> EXERCISE
Identify all lines in the listing that include the word "passed", and copy them out.

-=-=-=-=-

//! Check results and the evaluation routine that produces them.

use serde::Serialize;

use crate::error::{EnvcheckError, Result};
use crate::source::Source;

/// The outcome of checking a list of required names.
///
/// `success` is derived from `missing` on construction, so the two always
/// agree.
#[derive(Debug, Clone, PartialEq, Eq, Serialize)]
pub struct CheckResult {
    missing: Vec<String>,
    success: bool,
}

impl CheckResult {
    /// Build a result from the names that were missing.
    pub fn from_missing(missing: Vec<String>) -> Self {
        let success = missing.is_empty();
        Self { missing, success }
    }

    /// A result with nothing missing.
    pub fn passed() -> Self {
        Self::from_missing(Vec::new())
    }

    /// Names that were absent or empty, in required-list order.
    pub fn missing(&self) -> &[String] {
        &self.missing
    }

    /// Whether every checked name had a value.
    pub fn success(&self) -> bool {
        self.success
    }

    /// Convert into a `Result`, failing when anything is missing.
    ///
    /// # Example
    ///
    /// ```
    /// use envcheck::{evaluate, Source};
    ///
    /// let source: Source = [("API_KEY", "k")].into_iter().collect();
    /// let err = evaluate(["API_KEY", "DATABASE_URL"], &source, None)
    ///     .into_result()
    ///     .unwrap_err();
    /// assert!(err.to_string().contains("DATABASE_URL"));
    /// ```
    pub fn into_result(self) -> Result<()> {
        if self.success {
            Ok(())
        } else {
            Err(EnvcheckError::MissingVariables {
                missing: self.missing,
            })
        }
    }
}

/// Find which required names lack a value in `source`.
///
/// When `prefix` is set and non-empty, required names that do not start with
/// it are dropped before checking and are never reported. A name is missing
/// when it is absent, declared without a value, or set to the empty string.
///
/// # Example
///
/// ```
/// use envcheck::{evaluate, Source};
///
/// let source: Source = [("API_KEY", "k")].into_iter().collect();
/// let result = evaluate(["API_KEY", "DATABASE_URL"], &source, None);
///
/// assert!(!result.success());
/// assert_eq!(result.missing(), ["DATABASE_URL"]);
/// ```
pub fn evaluate<I, S>(required: I, source: &Source, prefix: Option<&str>) -> CheckResult
where
    I: IntoIterator<Item = S>,
    S: AsRef<str>,
{
    let prefix = prefix.filter(|p| !p.is_empty());
    let mut checked = 0usize;
    let mut missing = Vec::new();

    for name in required {
        let name = name.as_ref();
        if let Some(prefix) = prefix {
            if !name.starts_with(prefix) {
                continue;
            }
        }

        checked += 1;
        if source.get(name).map_or(true, str::is_empty) {
            missing.push(name.to_string());
        }
    }

    tracing::debug!(checked, missing = missing.len(), "Evaluated required variables");
    CheckResult::from_missing(missing)
}

#[cfg(test)]
mod tests {
    use super::*;

    fn source(pairs: &[(&str, &str)]) -> Source {
        pairs.iter().copied().collect()
    }

    #[test]
    fn all_present_succeeds() {
        let src = source(&[("API_KEY", "k"), ("DATABASE_URL", "u")]);
        let result = evaluate(["API_KEY", "DATABASE_URL"], &src, None);

        assert!(result.success());
        assert!(result.missing().is_empty());
    }

    #[test]
    fn absent_name_is_missing() {
        let src = source(&[("API_KEY", "k")]);
        let result = evaluate(["API_KEY", "DATABASE_URL"], &src, None);

        assert!(!result.success());
        assert_eq!(result.missing(), ["DATABASE_URL"]);
    }

    #[test]
    fn empty_value_is_missing() {
        let src = source(&[("API_KEY", "")]);
        let result = evaluate(["API_KEY"], &src, None);
        assert_eq!(result.missing(), ["API_KEY"]);
    }

    #[test]
    fn unset_value_is_missing() {
        let mut src = Source::new();
        src.set_unset("SECRET");
        let result = evaluate(["SECRET"], &src, None);
        assert_eq!(result.missing(), ["SECRET"]);
    }

    #[test]
    fn whitespace_value_counts_as_present() {
        let src = source(&[("PADDING", " ")]);
        assert!(evaluate(["PADDING"], &src, None).success());
    }

    #[test]
    fn missing_preserves_required_order() {
        let src = source(&[("B", "b")]);
        let result = evaluate(["D", "A", "B", "C"], &src, None);
        assert_eq!(result.missing(), ["D", "A", "C"]);
    }

    #[test]
    fn duplicates_are_reported_twice() {
        let result = evaluate(["TOKEN", "TOKEN"], &Source::new(), None);
        assert_eq!(result.missing(), ["TOKEN", "TOKEN"]);
    }

    #[test]
    fn prefix_drops_non_matching_required_names() {
        let src = source(&[("NEXT_API_URL", "u")]);
        let result = evaluate(["NEXT_API_URL", "OTHER_VAR"], &src, Some("NEXT_"));

        assert!(result.success());
    }

    #[test]
    fn prefix_still_reports_matching_missing_names() {
        let result = evaluate(["NEXT_API_URL", "OTHER_VAR"], &Source::new(), Some("NEXT_"));
        assert_eq!(result.missing(), ["NEXT_API_URL"]);
    }

    #[test]
    fn empty_prefix_checks_everything() {
        let result = evaluate(["A", "B"], &Source::new(), Some(""));
        assert_eq!(result.missing(), ["A", "B"]);
    }

    #[test]
    fn empty_required_list_succeeds() {
        let result = evaluate(Vec::<String>::new(), &Source::new(), None);
        assert_eq!(result, CheckResult::passed());
    }

    #[test]
    fn success_tracks_missing() {
        assert!(CheckResult::from_missing(vec![]).success());
        assert!(!CheckResult::from_missing(vec!["X".into()]).success());
    }

    #[test]
    fn into_result_ok_when_nothing_missing() {
        assert!(CheckResult::passed().into_result().is_ok());
    }

    #[test]
    fn into_result_carries_missing_names() {
        let err = CheckResult::from_missing(vec!["A".into(), "B".into()])
            .into_result()
            .unwrap_err();
        match err {
            EnvcheckError::MissingVariables { missing } => assert_eq!(missing, ["A", "B"]),
            other => panic!("Expected MissingVariables, got {other:?}"),
        }
    }

    #[test]
    fn serializes_missing_and_success() {
        let json = serde_json::to_value(CheckResult::from_missing(vec!["SECRET".into()])).unwrap();
        assert_eq!(json, serde_json::json!({"missing": ["SECRET"], "success": false}));
    }
}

-=-=-=-=-

> TASK RESPONSE
    pub fn passed() -> Self {
        assert_eq!(result, CheckResult::passed());
        assert!(CheckResult::passed().into_result().is_ok());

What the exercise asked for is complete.